Breaking News: Estate of Todd W. Shultz, et al. v. Gregory T. Hadfield, et al. (Click Here)
In a 41-page memorandum, federal Middle District Judge, John E. Jones, III, denied the motion of Gregory T. Hadfield, James A. Miller, and Springettsbury Township, to dismiss the $8 million civil rights lawsuit resulting from the December 29, 2012, officer involved fatal shooting of Todd W. Shultz. The shooting took place outside of Kmart, 1094 Haines Road, during an attempt to arrest Shultz for retail theft.
Shultz produced a common table knife and a pair of scissors, and walked toward Hadfield and Miller, at which time they fired four bullets into the front of his body. In the federal lawsuit filed by national civil rights attorney, Devon M. Jacob, of Jacob Litigation, it is alleged that upon being impacted by the four bullets – which did not cause fatal injuries – Shultz stopped walking and turned away from Hadfield and Miller. Jacob claims that when Shultz did not comply with repeated directions to “drop it,” Hadfield and Miller fired eleven (11) more bullets into Shultz’s side and back, and continued firing, even after Shultz dropped the knife. In denying the motion to dismiss the excessive force claim, Judge Jones stated, “We find the allegation plausible that Shultz was not ‘advancing’ toward Kmart in a threatening manner but was in a state of shock and stumbling sideways toward the Kmart entrance.”
For over five minutes, Township officers left Shultz to bleed to death on the pavement until the ambulance arrived. In denying the motion to dismiss the denial of medical care claim, Judge Jones stated, “we find the allegations that no officer checked for a pulse for at least two minutes and that no Township police officers, including Defendants Hadfield and Miller, provided any emergency care on the scene after Shultz had been shot numerous times to plausibly show either intentional refusal to provide such care or delay for non-medical reasons.”
In refusing to dismiss former police chief Thomas H. Hyers from the case, Judge Jones stated,
“we find that Plaintiffs have adequately alleged that Defendant Hyers had knowledge of and acquiesced in Defendant Hadfield and Millers’ alleged excessive use of force. Taking the facts as alleged as true, Defendant Hyers knew that Defendant Hadfield had a prior pattern of aggressive and possibly unlawful behavior that warranted additional training or supervision. The two previous excessive force cases put Hyers on notice that at least Hadfield needed additional training on use of force. Although those cases settled prior to a decision on the merits, the expensive settlements do indicate, making all inferences in Plaintiffs’ favor as we must, that the Defendant Township in those cases was not confident in the legal justification for Defendant Hadfield’s actions. Plaintiffs allege that even though Defendant Hyers conducted an internal affairs investigation after the filing of those two previous cases, Defendant Hadfield was never disciplined or retrained. We conclude that these allegations of Defendant Hyer’s actions can reasonably be construed as a message of approval of Defendant Hadfield’s conduct.”

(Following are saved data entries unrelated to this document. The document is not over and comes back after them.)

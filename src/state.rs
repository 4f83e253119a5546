//! The single owner of profile state.
//!
//! Every read goes straight to the state directory so that changes made by
//! other processes are visible immediately. Every write publishes an
//! [`AuthEvent`] to in-process subscribers.

use std::sync::mpsc::Sender;

use tracing::{debug, warn};

use crate::error::Result;
use crate::events::{AuthEvent, Notifier};
use crate::storage::{
    simulated_key, Config, CredentialsFile, StateStore, TokenPair,
};

pub const API_KEY_ENV: &str = "GOOGLE_SHEETS_API_KEY";
pub const SPREADSHEET_ID_ENV: &str = "SPREADSHEET_ID";
pub const CLIENT_ID_ENV: &str = "GOOGLE_CLIENT_ID";
pub const CLIENT_SECRET_ENV: &str = "GOOGLE_CLIENT_SECRET";

/// Deploy-time defaults, read once at startup.
#[derive(Debug, Clone, Default)]
pub struct EnvDefaults {
    pub api_key: Option<String>,
    pub spreadsheet_id: Option<String>,
    pub client_id: Option<String>,
    pub client_secret: Option<String>,
}

impl EnvDefaults {
    pub fn from_env() -> Self {
        fn var(key: &str) -> Option<String> {
            std::env::var(key).ok().filter(|v| !v.trim().is_empty())
        }

        Self {
            api_key: var(API_KEY_ENV),
            spreadsheet_id: var(SPREADSHEET_ID_ENV),
            client_id: var(CLIENT_ID_ENV),
            client_secret: var(CLIENT_SECRET_ENV),
        }
    }
}

pub struct AuthState {
    store: StateStore,
    env: EnvDefaults,
    notifier: Notifier,
}

impl AuthState {
    pub fn new(store: StateStore, env: EnvDefaults) -> Self {
        Self {
            store,
            env,
            notifier: Notifier::default(),
        }
    }

    pub fn store(&self) -> &StateStore {
        &self.store
    }

    pub fn env(&self) -> &EnvDefaults {
        &self.env
    }

    pub fn subscribe_with(&self, tx: Sender<AuthEvent>) {
        self.notifier.subscribe_with(tx);
    }

    // -- Reads (never fail; a broken file reads as empty) ---------------------

    pub fn config(&self) -> Config {
        self.store.load_config().unwrap_or_else(|e| {
            warn!(error = %e, "config.toml is unreadable, using defaults");
            Config::default()
        })
    }

    pub fn secrets(&self) -> CredentialsFile {
        self.store.load_credentials().unwrap_or_else(|e| {
            warn!(error = %e, "credentials.json is unreadable, treating as empty");
            CredentialsFile::default()
        })
    }

    pub fn token_pair(&self) -> Option<TokenPair> {
        self.secrets().tokens
    }

    pub fn simulated_rows(&self, range: &str) -> Vec<Vec<String>> {
        let key = simulated_key(range);
        match self.store.load_simulated() {
            Ok(mut log) => log.ranges.remove(&key).unwrap_or_default(),
            Err(e) => {
                warn!(error = %e, "simulated.json is unreadable");
                Vec::new()
            }
        }
    }

    // -- Mutations ------------------------------------------------------------

    /// `None` leaves a field untouched; an empty string removes its override.
    pub fn set_credential_overrides(
        &self,
        api_key: Option<&str>,
        spreadsheet_id: Option<&str>,
    ) -> Result<()> {
        if let Some(key) = api_key {
            self.store
                .update_credentials(|c| c.api_key = non_empty(key))?;
        }
        if let Some(id) = spreadsheet_id {
            self.store
                .update_config(|c| c.spreadsheet_id = non_empty(id))?;
        }
        self.publish(AuthEvent::CredentialsChanged);
        Ok(())
    }

    pub fn clear_credential_overrides(&self) -> Result<()> {
        self.store.update_credentials(|c| c.api_key = None)?;
        self.store.update_config(|c| c.spreadsheet_id = None)?;
        self.publish(AuthEvent::CredentialsChanged);
        Ok(())
    }

    /// Turn OAuth on. Empty values leave the environment defaults in effect.
    pub fn save_oauth_settings(
        &self,
        client_id: &str,
        client_secret: &str,
        scopes: Vec<String>,
    ) -> Result<()> {
        self.store.update_config(|c| {
            c.oauth.configured = true;
            c.oauth.client_id = non_empty(client_id);
            c.oauth.scopes = scopes;
        })?;
        self.store
            .update_credentials(|c| c.client_secret = non_empty(client_secret))?;
        self.publish(AuthEvent::OAuthConfigChanged);
        Ok(())
    }

    pub fn clear_oauth_settings(&self) -> Result<()> {
        self.store.update_config(|c| c.oauth = Default::default())?;
        self.store.update_credentials(|c| c.client_secret = None)?;
        self.publish(AuthEvent::OAuthConfigChanged);
        Ok(())
    }

    pub fn store_token_pair(&self, pair: TokenPair) -> Result<()> {
        self.store.update_credentials(|c| c.tokens = Some(pair))?;
        self.publish(AuthEvent::TokensChanged);
        Ok(())
    }

    pub fn clear_token_pair(&self) -> Result<()> {
        self.store.update_credentials(|c| c.tokens = None)?;
        self.publish(AuthEvent::LoggedOut);
        Ok(())
    }

    pub fn append_simulated(&self, range: &str, rows: &[Vec<String>]) -> Result<usize> {
        let key = simulated_key(range);
        let total = self.store.update_simulated(|log| {
            let held = log.ranges.entry(key.clone()).or_default();
            held.extend(rows.iter().cloned());
            held.len()
        })?;
        self.publish(AuthEvent::SimulatedAppend {
            key,
            rows: rows.len(),
        });
        Ok(total)
    }

    /// Settle a replay of the first `replayed` rows held for `range`.
    /// Those rows are replaced by `kept`; rows appended after the replay
    /// started stay behind them. Returns how many rows remain.
    pub fn settle_simulated(
        &self,
        range: &str,
        replayed: usize,
        kept: Vec<Vec<String>>,
    ) -> Result<usize> {
        let key = simulated_key(range);
        let remaining = self.store.update_simulated(|log| {
            let held = log.ranges.remove(&key).unwrap_or_default();
            let later = held.into_iter().skip(replayed);
            let rows: Vec<Vec<String>> = kept.into_iter().chain(later).collect();
            let remaining = rows.len();
            if !rows.is_empty() {
                log.ranges.insert(key.clone(), rows);
            }
            remaining
        })?;
        self.publish(AuthEvent::SimulatedSynced {
            key,
            remaining,
        });
        Ok(remaining)
    }

    fn publish(&self, event: AuthEvent) {
        debug!(?event, "auth state changed");
        self.notifier.publish(event);
    }
}

fn non_empty(value: &str) -> Option<String> {
    let trimmed = value.trim();
    (!trimmed.is_empty()).then(|| trimmed.to_string())
}
pub mod browser;
pub mod callback;
pub mod credentials;
pub mod mode;
pub mod oauth;
mod pkce;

Likewise, in denying Springettsbury Township’s motion to dismiss, Judge Jones stated, “the facts as alleged adequately show that the Defendant Township was on notice of previous incidents allegedly involving excessive force, failed to take appropriate action such as disciplining or retraining the officers on use of force, and that Shultz’s death resulted.”

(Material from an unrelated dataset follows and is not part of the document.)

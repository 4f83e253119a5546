pub mod gateway;
pub mod records;

pub use gateway::{AppendOutcome, SheetsGateway};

“I have long predicted this result,” said Jacob, when asked about the Court’s decision. “Judge Jones is an experienced judge who understands clearly established law,” commented Jacob. “It is unfortunate that the Defendants continue to waste the public’s money defending its bad conduct. The only way to close this dark chapter in the Township’s history, and to ever earn the public’s trust, is to settle this case and to institute much needed reforms.”
While denying the Township Defendants’ motions to dismiss, the Court granted the County’s motion, noting, “Plaintiffs have alleged no facts showing that Defendant Kearney possessed any manner of supervisory authority over Township police officers, nor have Plaintiffs offered any case law in support of this position.” When asked about the dismissal of the claims against the County, Jacob stated, “the Commonwealth’s Attorney’s Act of 1850, 71 P.S. §732-206(a), provides, “‘the district attorney shall be the chief law enforcement officer for the county in which he is elected.’ The fact that Kearney never exercised his authority to supervise should not be a defense. However, the Shultz family does not desire to waste any more time litigating an issue that can be remedied at the ballot box. Instead, the Shultz family will focus on prosecuting the claims against the Township Defendants.”